#### [Instructions for the task]
Please copy each line below that contains the string "register".

#### [Data excerpts]

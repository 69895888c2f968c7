//! Serializes an [`AssemblyUnit`] as GNU assembler (AT&T syntax) text.

use std::fmt::Write;

use itertools::Itertools;

use crate::backend::{
    assemblers::x86_64::{Instruction, Operand},
    unit::{AssemblyUnit, Data, Item, Section},
};

pub fn print_unit(unit: &AssemblyUnit) -> String {
    let mut out = String::new();

    for symbol in &unit.externs {
        let _ = writeln!(out, "\t.extern {symbol}");
    }

    for section in unit.sections() {
        if section.is_empty() {
            continue;
        }
        if !out.is_empty() {
            out.push('\n');
        }
        print_section(&mut out, section);
    }

    out
}

fn print_section(out: &mut String, section: &Section) {
    let _ = writeln!(out, "\t{}", section.directive);

    for item in &section.items {
        match item {
            Item::Label(label) => {
                let _ = writeln!(out, "{label}:");
            }
            Item::Global(symbol) => {
                let _ = writeln!(out, "\t.globl {symbol}");
            }
            Item::Instruction(instruction) => {
                let _ = writeln!(out, "\t{}", format_instruction(instruction));
            }
            Item::Comment(comment) => {
                let _ = writeln!(out, "\t# {comment}");
            }
            Item::Data(data) => {
                let _ = writeln!(out, "\t{}", format_data(data));
            }
        }
    }
}

pub fn format_instruction(instruction: &Instruction) -> String {
    let mut mnemonic = instruction.mnemonic.to_string();
    if let Some(size) = instruction.size {
        mnemonic.push(size.suffix());
    }

    if instruction.operands.is_empty() {
        return mnemonic;
    }

    let operands = instruction
        .operands
        .iter()
        .map(|operand| {
            // indirect control transfer through memory or a register
            if instruction.mnemonic.is_branch() && !operand.is_direct_target() {
                format!("*{}", format_operand(operand))
            } else {
                format_operand(operand)
            }
        })
        .join(", ");

    format!("{mnemonic} {operands}")
}

pub fn format_operand(operand: &Operand) -> String {
    match operand {
        Operand::Register(register) => format!("%{register}"),
        Operand::Immediate(value) => format!("${value}"),
        Operand::Symbol(symbol) => symbol.clone(),
        Operand::Indexed {
            base,
            index,
            scale,
            displacement,
        } => {
            let base = base.map(|b| format!("%{b}")).unwrap_or_default();
            let displacement = if *displacement == 0 {
                String::new()
            } else {
                displacement.to_string()
            };
            format!("{displacement}({base}, %{index}, {scale})")
        }
        Operand::Indirect(register) => format!("(%{register})"),
        Operand::BaseDisplacement(register, 0) => format!("(%{register})"),
        Operand::BaseDisplacement(register, displacement) => {
            format!("{displacement}(%{register})")
        }
        Operand::RipRelative(symbol) => format!("{symbol}(%rip)"),
    }
}

fn format_data(data: &Data) -> String {
    match data {
        Data::Ascii(value) => format!(".ascii \"{}\"", escape(value)),
        Data::Quad(value) => format!(".quad {value}"),
        Data::QuadSymbol(symbol) => format!(".quad {symbol}"),
        Data::Long(value) => format!(".long {value}"),
    }
}

/// Escapes `value` for a GNU assembler string directive. Anything outside
/// printable ASCII is written as octal bytes.
fn escape(value: &str) -> String {
    let mut escaped = String::with_capacity(value.len());
    for byte in value.bytes() {
        match byte {
            b'"' => escaped.push_str("\\\""),
            b'\\' => escaped.push_str("\\\\"),
            b'\n' => escaped.push_str("\\n"),
            b'\t' => escaped.push_str("\\t"),
            0x20..=0x7e => escaped.push(byte as char),
            _ => {
                let _ = write!(escaped, "\\{byte:03o}");
            }
        }
    }
    escaped
}
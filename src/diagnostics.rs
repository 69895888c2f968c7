//! Structured diagnostics shared by every pipeline stage.
//!
//! Stages never abort on a malformed construct. They push a [`Diagnostic`]
//! into the [`Diagnostics`] list they were handed and skip only the offending
//! statement, subroutine or class. The driver decides after each stage
//! whether accumulated errors halt the pipeline.

use colored::Colorize;
use strum::{Display, IntoStaticStr};

use crate::{
    index::Index,
    source::{SourceFile, SourceLocation},
};

#[derive(Debug, Clone, Copy, PartialEq, Eq, PartialOrd, Ord, Display)]
#[strum(serialize_all = "lowercase")]
pub enum Severity {
    Note,
    Warning,
    Error,
}

#[derive(Debug, Clone, Copy, PartialEq, Eq, Display)]
#[strum(serialize_all = "lowercase")]
pub enum Stage {
    Lowering,
    Optimization,
    Codegen,
    Driver,
}

/// Stable subtype code of a diagnostic
#[derive(Debug, Clone, Copy, PartialEq, Eq, Display, IntoStaticStr)]
#[strum(serialize_all = "kebab-case")]
pub enum DiagnosticKind {
    /// `break` used outside of any loop
    UnexpectedBreak,
    InvalidAssignmentTarget,
    InvalidIncrementTarget,
    /// Member access with a key that is not a string literal
    NonLiteralMemberKey,
    /// Field or method name collides with an inherited or sibling member
    DuplicateMember,
    /// A class that is its own ancestor
    CyclicInheritance,
    WrongArgumentCount,
    MissingArgument,
    UnsupportedForeignType,
    UnsupportedReturnType,
    UnimplementedCast,
    UnsupportedMakeTarget,
    /// A foreign subroutine used as a first class value
    ForeignSubroutineAssignment,
    /// A foreign subroutine called in a way its native ABI can't express
    ForeignMisuse,
    /// Internal consistency failure: an entity has no entry in a symbol index
    MissingSymbol,
    MissingEntry,
}

#[derive(Debug, Clone, PartialEq, Eq)]
pub struct Diagnostic {
    pub severity: Severity,
    pub stage: Stage,
    pub kind: DiagnosticKind,
    pub location: SourceLocation,
    pub message: String,
}

impl Diagnostic {
    pub fn error(
        stage: Stage,
        kind: DiagnosticKind,
        location: SourceLocation,
        message: impl Into<String>,
    ) -> Self {
        Self {
            severity: Severity::Error,
            stage,
            kind,
            location,
            message: message.into(),
        }
    }

    pub fn warning(
        stage: Stage,
        kind: DiagnosticKind,
        location: SourceLocation,
        message: impl Into<String>,
    ) -> Self {
        Self {
            severity: Severity::Warning,
            ..Self::error(stage, kind, location, message)
        }
    }

    /// Renders the diagnostic header and location, e.g.
    ///
    /// ```text
    /// error[lowering/unexpected-break]: `break` outside of a loop
    ///   --> main.tg:4:9
    /// ```
    pub fn render(&self, files: &[SourceFile]) -> String {
        let severity = match self.severity {
            Severity::Error => self.severity.to_string().red().bold(),
            Severity::Warning => self.severity.to_string().yellow().bold(),
            Severity::Note => self.severity.to_string().cyan().bold(),
        };

        let file = self
            .location
            .file
            .and_then(|file| files.get(file.index()))
            .map(|f| f.origin.to_string())
            .unwrap_or_else(|| "<unknown>".to_owned());

        format!(
            "{severity}{}: {}\n  {} {file}:{}:{}",
            format!("[{}/{}]", self.stage, self.kind).bold(),
            self.message,
            "-->".blue(),
            self.location.line,
            self.location.column,
        )
    }
}

/// Append-only list of diagnostics accumulated across the pipeline
#[derive(Debug, Default)]
pub struct Diagnostics {
    items: Vec<Diagnostic>,
}

impl Diagnostics {
    pub fn new() -> Self {
        Self::default()
    }

    pub fn push(&mut self, diagnostic: Diagnostic) {
        tracing::debug!(
            kind = %diagnostic.kind,
            stage = %diagnostic.stage,
            "{}: {}",
            diagnostic.severity,
            diagnostic.message
        );
        self.items.push(diagnostic);
    }

    pub fn error(
        &mut self,
        stage: Stage,
        kind: DiagnosticKind,
        location: SourceLocation,
        message: impl Into<String>,
    ) {
        self.push(Diagnostic::error(stage, kind, location, message));
    }

    pub fn error_count(&self) -> usize {
        self.items
            .iter()
            .filter(|d| d.severity == Severity::Error)
            .count()
    }

    pub fn has_errors(&self) -> bool {
        self.error_count() > 0
    }

    pub fn iter(&self) -> std::slice::Iter<'_, Diagnostic> {
        self.items.iter()
    }

    pub fn len(&self) -> usize {
        self.items.len()
    }

    pub fn is_empty(&self) -> bool {
        self.items.is_empty()
    }

    pub fn into_vec(self) -> Vec<Diagnostic> {
        self.items
    }
}

impl<'a> IntoIterator for &'a Diagnostics {
    type Item = &'a Diagnostic;
    type IntoIter = std::slice::Iter<'a, Diagnostic>;

    fn into_iter(self) -> Self::IntoIter {
        self.items.iter()
    }
}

#### [Final answer]
            // indirect control transfer through memory or a register
        Operand::Register(register) => format!("%{register}"),
        Operand::Indirect(register) => format!("(%{register})"),
        Operand::BaseDisplacement(register, 0) => format!("(%{register})"),
        Operand::BaseDisplacement(register, displacement) => {
            format!("{displacement}(%{register})")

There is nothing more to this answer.